Task instructions:
Where a line in the records below includes "queries", pull that line out.

Data in this exercise:
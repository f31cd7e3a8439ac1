//! Error types for velocity model loading and queries.

use std::path::PathBuf;

use projection::ProjectionError;
use thiserror::Error;

/// Errors that can occur while loading or querying a velocity model.
#[derive(Error, Debug)]
pub enum ModelError {
    /// The configuration file could not be opened.
    #[error("no configuration file was found to read from at {path}: {source}")]
    ConfigNotFound {
        path: PathBuf,
        #[source]
        source: std::io::Error,
    },

    /// One or more required configuration parameters were left unset.
    #[error("configuration parameter(s) not specified: {}; please check your configuration file", .0.join(", "))]
    ConfigIncomplete(Vec<&'static str>),

    /// A configuration value is present but unusable.
    #[error("invalid configuration: {0}")]
    ConfigInvalid(String),

    /// The lattice file does not exist or cannot be opened.
    #[error("no model file was found to read from at {0}")]
    GridNotFound(PathBuf),

    /// The lattice file holds fewer samples than the configured dimensions.
    #[error("model file {path} is too short: expected {expected} bytes, found {actual}")]
    GridTooShort {
        path: PathBuf,
        expected: u64,
        actual: u64,
    },

    /// Reading a lattice sample failed.
    #[error("storage error: {0}")]
    Storage(String),

    /// The projection could not be set up for the configured zone.
    #[error("could not set up UTM projection: {0}")]
    ProjectionSetup(#[source] ProjectionError),

    /// A query point could not be projected.
    #[error("could not project point ({lon}, {lat}): {source}")]
    Projection {
        lon: f64,
        lat: f64,
        #[source]
        source: ProjectionError,
    },

    /// A query or finalize was issued before the model was loaded.
    #[error("model is not initialized")]
    NotInitialized,

    /// Initialize was called on a slot that already holds a loaded model.
    #[error("model is already initialized")]
    AlreadyInitialized,
}

impl ModelError {
    /// Create a ConfigInvalid error.
    pub fn config_invalid(msg: impl Into<String>) -> Self {
        Self::ConfigInvalid(msg.into())
    }

    /// Create a Storage error.
    pub fn storage(msg: impl Into<String>) -> Self {
        Self::Storage(msg.into())
    }

    /// Whether this error happened during setup rather than while serving queries.
    pub fn is_setup_error(&self) -> bool {
        matches!(
            self,
            Self::ConfigNotFound { .. }
                | Self::ConfigIncomplete(_)
                | Self::ConfigInvalid(_)
                | Self::GridNotFound(_)
                | Self::GridTooShort { .. }
                | Self::ProjectionSetup(_)
                | Self::AlreadyInitialized
        )
    }
}

impl From<std::io::Error> for ModelError {
    fn from(err: std::io::Error) -> Self {
        Self::Storage(err.to_string())
    }
}

/// Result type for velocity model operations.
pub type Result<T> = std::result::Result<T, ModelError>;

Answer to this problem:
//! Error types for velocity model loading and queries.
    /// Whether this error happened during setup rather than while serving queries.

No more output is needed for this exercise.